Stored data
'''

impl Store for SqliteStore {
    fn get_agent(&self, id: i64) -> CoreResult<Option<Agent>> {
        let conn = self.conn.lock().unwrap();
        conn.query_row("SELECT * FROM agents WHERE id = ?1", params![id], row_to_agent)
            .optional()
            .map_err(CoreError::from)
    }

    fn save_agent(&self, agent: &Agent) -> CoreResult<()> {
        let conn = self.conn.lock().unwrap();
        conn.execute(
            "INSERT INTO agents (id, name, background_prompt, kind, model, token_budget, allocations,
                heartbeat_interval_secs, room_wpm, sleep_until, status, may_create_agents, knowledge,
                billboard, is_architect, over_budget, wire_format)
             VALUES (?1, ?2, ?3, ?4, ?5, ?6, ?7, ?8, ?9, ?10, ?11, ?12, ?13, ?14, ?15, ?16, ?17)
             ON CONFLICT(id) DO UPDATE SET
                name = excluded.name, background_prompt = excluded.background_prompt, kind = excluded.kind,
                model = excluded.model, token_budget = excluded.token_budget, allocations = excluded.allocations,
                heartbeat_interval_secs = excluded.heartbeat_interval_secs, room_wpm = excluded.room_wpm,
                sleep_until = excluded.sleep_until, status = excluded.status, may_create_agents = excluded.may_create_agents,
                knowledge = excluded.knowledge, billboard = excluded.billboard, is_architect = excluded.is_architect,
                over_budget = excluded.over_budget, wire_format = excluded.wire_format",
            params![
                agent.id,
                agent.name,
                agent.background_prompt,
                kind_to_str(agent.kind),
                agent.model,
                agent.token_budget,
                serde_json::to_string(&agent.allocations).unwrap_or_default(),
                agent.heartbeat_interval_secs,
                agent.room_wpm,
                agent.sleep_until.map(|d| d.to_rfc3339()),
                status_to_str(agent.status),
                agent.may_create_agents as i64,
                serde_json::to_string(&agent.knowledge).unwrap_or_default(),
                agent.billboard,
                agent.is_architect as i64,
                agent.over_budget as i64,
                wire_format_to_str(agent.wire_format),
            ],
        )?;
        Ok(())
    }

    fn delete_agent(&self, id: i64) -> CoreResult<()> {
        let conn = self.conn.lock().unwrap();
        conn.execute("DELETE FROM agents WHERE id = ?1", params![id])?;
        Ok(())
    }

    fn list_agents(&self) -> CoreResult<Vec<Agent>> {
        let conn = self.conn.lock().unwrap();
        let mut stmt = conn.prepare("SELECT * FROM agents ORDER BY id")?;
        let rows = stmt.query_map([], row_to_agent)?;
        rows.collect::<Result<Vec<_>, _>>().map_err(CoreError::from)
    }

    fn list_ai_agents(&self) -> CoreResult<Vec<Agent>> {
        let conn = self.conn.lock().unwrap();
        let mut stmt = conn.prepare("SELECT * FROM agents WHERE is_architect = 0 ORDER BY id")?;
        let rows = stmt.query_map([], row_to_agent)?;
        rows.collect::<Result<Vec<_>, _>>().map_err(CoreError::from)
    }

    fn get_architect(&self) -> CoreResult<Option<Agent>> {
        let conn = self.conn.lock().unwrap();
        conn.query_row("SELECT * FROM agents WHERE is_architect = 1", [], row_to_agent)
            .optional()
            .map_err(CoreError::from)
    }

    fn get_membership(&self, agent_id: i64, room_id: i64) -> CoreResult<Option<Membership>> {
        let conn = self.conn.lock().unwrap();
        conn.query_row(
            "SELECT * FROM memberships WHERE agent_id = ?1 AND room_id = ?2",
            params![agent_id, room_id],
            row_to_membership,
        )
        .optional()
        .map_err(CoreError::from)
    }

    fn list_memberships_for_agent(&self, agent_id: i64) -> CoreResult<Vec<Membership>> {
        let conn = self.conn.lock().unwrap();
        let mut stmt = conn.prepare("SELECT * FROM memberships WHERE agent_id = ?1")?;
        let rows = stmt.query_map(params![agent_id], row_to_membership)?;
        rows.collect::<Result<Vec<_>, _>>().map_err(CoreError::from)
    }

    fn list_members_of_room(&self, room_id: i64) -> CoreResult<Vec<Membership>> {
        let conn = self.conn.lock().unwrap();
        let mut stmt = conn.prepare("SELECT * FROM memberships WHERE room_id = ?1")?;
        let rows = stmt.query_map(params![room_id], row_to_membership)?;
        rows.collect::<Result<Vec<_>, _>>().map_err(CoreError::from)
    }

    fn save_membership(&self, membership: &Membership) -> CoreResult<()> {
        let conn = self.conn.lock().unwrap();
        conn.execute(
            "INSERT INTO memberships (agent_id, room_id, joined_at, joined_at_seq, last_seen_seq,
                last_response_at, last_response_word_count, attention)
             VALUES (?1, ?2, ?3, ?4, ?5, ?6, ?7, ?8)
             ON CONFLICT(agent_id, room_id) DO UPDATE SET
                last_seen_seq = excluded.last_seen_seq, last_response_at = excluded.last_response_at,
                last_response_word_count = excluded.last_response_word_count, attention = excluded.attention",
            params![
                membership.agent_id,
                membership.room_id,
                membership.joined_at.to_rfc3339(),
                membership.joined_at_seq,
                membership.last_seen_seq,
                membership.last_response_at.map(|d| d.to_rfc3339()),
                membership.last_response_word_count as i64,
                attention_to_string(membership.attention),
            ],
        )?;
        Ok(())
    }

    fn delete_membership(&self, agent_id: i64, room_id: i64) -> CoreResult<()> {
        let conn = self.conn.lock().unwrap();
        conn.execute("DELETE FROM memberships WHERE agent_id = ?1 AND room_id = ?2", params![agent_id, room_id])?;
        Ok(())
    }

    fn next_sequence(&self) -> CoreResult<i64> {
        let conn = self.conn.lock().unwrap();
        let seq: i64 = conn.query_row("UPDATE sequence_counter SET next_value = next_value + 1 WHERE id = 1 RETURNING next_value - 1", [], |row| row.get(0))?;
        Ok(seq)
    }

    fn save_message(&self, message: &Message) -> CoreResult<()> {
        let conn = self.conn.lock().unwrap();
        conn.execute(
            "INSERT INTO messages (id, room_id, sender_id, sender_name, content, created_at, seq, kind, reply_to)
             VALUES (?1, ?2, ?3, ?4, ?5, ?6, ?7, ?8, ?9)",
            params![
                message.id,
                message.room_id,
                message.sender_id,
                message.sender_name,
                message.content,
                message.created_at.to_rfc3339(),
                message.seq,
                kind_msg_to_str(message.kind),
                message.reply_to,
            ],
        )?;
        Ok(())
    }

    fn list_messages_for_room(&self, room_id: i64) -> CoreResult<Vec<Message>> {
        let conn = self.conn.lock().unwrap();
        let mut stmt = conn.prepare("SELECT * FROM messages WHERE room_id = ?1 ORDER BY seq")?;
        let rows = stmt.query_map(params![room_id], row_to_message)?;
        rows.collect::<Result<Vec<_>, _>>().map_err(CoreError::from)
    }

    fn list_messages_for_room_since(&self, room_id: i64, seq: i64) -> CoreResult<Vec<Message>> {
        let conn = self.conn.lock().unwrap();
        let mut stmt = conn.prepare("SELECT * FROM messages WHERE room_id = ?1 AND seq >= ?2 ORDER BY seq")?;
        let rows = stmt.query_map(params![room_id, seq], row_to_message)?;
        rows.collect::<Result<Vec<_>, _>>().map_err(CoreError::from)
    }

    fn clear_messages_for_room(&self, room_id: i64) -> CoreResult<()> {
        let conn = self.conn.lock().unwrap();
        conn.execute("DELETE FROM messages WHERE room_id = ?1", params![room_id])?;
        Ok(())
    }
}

'''
'''

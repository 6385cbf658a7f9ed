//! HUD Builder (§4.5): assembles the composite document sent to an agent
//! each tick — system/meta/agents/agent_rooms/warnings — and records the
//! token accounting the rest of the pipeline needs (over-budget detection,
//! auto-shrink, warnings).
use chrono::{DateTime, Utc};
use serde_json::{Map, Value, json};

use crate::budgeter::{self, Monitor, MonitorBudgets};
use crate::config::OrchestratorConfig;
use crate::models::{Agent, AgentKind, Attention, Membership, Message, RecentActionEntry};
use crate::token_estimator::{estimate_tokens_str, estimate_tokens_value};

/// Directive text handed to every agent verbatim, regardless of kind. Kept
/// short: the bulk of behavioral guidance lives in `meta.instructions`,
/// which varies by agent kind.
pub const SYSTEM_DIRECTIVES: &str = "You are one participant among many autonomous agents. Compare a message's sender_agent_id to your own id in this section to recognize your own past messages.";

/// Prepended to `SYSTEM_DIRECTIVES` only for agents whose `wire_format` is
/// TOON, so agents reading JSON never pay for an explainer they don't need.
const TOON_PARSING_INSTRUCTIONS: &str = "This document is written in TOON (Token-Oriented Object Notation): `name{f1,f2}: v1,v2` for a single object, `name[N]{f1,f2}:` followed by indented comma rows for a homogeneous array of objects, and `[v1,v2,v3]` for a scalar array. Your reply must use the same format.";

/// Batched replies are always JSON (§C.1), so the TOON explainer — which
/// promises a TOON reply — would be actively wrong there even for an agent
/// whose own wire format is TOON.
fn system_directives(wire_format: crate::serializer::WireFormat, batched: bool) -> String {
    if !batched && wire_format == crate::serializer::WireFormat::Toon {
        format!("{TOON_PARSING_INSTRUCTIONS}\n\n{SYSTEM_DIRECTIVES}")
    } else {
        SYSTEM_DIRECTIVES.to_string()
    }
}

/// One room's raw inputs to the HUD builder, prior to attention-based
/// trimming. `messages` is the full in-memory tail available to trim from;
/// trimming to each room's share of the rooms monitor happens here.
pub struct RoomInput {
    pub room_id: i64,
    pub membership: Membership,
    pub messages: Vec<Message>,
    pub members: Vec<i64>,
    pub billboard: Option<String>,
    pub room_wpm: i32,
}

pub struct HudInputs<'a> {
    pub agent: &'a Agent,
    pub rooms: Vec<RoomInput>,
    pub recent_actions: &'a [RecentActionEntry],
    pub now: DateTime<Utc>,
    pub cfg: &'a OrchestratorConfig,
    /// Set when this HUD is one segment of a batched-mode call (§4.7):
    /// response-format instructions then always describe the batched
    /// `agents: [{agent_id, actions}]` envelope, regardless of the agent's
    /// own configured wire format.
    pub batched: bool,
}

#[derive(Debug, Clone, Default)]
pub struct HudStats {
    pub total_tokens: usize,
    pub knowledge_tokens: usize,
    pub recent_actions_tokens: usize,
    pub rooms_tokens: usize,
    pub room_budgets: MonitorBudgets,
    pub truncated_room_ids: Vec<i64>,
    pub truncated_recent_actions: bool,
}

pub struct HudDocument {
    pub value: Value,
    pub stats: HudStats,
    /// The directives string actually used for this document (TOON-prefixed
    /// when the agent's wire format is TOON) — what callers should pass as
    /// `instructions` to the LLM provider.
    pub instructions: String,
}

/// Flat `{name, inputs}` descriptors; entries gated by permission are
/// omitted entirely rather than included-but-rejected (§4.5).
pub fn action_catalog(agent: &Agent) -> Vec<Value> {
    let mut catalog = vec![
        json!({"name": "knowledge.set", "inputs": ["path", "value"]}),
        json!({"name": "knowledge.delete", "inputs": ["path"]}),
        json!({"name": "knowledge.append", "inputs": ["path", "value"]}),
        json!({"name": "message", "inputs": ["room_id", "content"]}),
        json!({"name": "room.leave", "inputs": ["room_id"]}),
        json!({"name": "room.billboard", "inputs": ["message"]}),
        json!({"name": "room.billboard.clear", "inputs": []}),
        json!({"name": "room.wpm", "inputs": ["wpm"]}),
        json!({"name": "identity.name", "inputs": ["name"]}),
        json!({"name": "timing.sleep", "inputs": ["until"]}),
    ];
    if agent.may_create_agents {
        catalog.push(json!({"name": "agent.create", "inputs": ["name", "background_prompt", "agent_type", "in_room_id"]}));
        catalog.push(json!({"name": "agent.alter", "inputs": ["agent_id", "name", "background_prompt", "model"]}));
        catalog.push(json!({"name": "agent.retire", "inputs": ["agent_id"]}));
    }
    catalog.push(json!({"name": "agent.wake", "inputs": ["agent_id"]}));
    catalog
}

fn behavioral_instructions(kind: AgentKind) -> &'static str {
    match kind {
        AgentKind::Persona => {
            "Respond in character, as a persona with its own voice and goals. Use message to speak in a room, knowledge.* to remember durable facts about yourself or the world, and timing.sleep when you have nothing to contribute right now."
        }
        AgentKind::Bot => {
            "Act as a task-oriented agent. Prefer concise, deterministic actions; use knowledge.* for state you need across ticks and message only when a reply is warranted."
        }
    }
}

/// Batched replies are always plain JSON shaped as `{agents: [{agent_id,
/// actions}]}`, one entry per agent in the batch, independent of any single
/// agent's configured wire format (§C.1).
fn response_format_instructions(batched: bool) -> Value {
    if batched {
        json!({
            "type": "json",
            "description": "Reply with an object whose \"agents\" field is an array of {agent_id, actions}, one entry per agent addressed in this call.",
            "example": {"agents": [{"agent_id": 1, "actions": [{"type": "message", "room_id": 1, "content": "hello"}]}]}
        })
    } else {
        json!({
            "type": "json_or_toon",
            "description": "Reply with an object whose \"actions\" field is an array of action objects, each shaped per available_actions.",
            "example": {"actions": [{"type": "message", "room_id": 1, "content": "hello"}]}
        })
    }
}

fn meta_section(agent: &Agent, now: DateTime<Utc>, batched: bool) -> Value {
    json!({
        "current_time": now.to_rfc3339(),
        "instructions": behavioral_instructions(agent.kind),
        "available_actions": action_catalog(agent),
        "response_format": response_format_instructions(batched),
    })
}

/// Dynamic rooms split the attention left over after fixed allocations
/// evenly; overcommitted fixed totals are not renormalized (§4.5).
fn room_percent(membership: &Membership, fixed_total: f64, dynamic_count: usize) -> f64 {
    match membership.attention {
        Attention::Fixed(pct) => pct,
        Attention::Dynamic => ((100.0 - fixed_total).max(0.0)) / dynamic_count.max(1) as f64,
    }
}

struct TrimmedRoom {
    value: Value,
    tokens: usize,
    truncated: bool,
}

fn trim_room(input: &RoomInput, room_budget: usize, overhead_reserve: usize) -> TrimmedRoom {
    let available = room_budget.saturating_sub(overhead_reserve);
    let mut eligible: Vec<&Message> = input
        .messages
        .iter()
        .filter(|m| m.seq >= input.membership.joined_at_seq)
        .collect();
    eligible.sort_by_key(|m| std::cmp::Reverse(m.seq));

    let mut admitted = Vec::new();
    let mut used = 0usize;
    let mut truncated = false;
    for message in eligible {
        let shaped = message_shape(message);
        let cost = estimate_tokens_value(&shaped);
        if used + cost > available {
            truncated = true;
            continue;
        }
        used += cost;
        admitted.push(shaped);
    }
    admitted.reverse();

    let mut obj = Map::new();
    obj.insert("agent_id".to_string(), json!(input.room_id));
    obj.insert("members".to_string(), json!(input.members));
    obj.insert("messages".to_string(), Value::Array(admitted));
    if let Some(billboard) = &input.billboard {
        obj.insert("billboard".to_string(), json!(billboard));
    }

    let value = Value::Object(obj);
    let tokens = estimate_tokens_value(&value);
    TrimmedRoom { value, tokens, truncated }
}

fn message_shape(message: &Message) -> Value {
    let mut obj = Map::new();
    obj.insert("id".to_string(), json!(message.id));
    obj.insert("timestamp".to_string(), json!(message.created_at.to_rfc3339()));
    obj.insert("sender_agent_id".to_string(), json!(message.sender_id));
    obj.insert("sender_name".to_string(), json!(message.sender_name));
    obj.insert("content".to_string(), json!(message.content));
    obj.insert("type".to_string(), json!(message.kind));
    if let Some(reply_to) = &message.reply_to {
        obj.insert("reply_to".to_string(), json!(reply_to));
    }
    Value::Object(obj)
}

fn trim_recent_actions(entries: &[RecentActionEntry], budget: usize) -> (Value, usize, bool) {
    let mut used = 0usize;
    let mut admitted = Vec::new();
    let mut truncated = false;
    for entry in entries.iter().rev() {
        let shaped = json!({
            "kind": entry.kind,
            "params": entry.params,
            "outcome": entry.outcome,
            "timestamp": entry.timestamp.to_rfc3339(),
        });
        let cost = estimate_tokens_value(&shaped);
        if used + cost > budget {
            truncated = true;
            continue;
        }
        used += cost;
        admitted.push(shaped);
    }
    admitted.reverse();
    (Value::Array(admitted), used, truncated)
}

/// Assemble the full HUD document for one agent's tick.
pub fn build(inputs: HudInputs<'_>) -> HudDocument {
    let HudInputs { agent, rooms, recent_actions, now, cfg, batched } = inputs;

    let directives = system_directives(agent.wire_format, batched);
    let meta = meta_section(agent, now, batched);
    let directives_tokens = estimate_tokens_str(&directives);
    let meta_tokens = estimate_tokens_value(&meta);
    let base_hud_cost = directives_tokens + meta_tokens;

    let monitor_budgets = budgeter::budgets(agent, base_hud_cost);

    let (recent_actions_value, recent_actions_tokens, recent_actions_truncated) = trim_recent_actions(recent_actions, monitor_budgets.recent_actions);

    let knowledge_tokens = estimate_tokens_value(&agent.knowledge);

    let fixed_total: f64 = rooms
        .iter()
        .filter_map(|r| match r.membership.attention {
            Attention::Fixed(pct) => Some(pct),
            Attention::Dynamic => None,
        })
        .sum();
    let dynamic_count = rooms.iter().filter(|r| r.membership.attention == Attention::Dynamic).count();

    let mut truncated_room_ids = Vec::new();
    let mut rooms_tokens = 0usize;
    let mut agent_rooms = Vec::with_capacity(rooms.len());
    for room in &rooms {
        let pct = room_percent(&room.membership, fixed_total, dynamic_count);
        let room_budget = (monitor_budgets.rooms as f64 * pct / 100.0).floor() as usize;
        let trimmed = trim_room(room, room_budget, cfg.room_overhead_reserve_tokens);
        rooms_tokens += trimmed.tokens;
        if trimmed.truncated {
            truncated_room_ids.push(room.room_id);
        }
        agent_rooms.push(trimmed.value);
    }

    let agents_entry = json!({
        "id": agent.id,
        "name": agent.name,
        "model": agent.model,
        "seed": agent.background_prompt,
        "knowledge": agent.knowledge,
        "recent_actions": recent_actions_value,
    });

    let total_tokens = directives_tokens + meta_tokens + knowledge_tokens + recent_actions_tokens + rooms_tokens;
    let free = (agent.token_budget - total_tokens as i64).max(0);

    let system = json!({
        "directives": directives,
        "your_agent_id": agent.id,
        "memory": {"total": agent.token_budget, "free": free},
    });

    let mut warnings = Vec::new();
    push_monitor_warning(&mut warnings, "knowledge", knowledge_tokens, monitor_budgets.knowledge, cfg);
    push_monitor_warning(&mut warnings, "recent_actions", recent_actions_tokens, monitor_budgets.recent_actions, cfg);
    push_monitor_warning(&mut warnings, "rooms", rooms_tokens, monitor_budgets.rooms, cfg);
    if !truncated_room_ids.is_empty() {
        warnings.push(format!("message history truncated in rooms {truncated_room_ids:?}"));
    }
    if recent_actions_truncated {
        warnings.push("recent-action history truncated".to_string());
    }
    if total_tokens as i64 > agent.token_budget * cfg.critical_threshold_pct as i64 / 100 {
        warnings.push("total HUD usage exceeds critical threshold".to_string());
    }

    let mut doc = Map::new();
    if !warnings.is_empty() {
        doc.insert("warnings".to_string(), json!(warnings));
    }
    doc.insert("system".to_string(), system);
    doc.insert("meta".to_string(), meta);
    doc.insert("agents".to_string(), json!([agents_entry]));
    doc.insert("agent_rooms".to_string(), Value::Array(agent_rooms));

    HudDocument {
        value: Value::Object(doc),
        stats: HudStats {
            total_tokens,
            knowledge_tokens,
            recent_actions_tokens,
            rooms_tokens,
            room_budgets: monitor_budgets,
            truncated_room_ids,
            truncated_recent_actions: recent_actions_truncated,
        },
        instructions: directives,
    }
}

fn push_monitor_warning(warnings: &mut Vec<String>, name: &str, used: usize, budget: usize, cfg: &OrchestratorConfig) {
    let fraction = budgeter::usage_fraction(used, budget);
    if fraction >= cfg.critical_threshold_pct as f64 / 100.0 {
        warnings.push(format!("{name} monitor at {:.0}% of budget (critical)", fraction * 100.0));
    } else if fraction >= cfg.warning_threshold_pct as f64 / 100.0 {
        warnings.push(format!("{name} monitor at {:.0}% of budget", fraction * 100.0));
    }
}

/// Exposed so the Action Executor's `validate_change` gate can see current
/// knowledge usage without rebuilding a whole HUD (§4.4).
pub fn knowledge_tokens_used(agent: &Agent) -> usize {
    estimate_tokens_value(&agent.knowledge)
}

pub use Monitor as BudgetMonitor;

'''

▶ **EXERCISE GOAL**
Write down, word for word, the lines above from the one containing "impl Store for" through the one containing "name = excluded.name, background_prompt", both ends included.

▶ **ANSWER TO THIS TASK**
impl Store for SqliteStore {
    fn get_agent(&self, id: i64) -> CoreResult<Option<Agent>> {
        let conn = self.conn.lock().unwrap();
        conn.query_row("SELECT * FROM agents WHERE id = ?1", params![id], row_to_agent)
            .optional()
            .map_err(CoreError::from)
    }

    fn save_agent(&self, agent: &Agent) -> CoreResult<()> {
        let conn = self.conn.lock().unwrap();
        conn.execute(
            "INSERT INTO agents (id, name, background_prompt, kind, model, token_budget, allocations,
                heartbeat_interval_secs, room_wpm, sleep_until, status, may_create_agents, knowledge,
                billboard, is_architect, over_budget, wire_format)
             VALUES (?1, ?2, ?3, ?4, ?5, ?6, ?7, ?8, ?9, ?10, ?11, ?12, ?13, ?14, ?15, ?16, ?17)
             ON CONFLICT(id) DO UPDATE SET
                name = excluded.name, background_prompt = excluded.background_prompt, kind = excluded.kind,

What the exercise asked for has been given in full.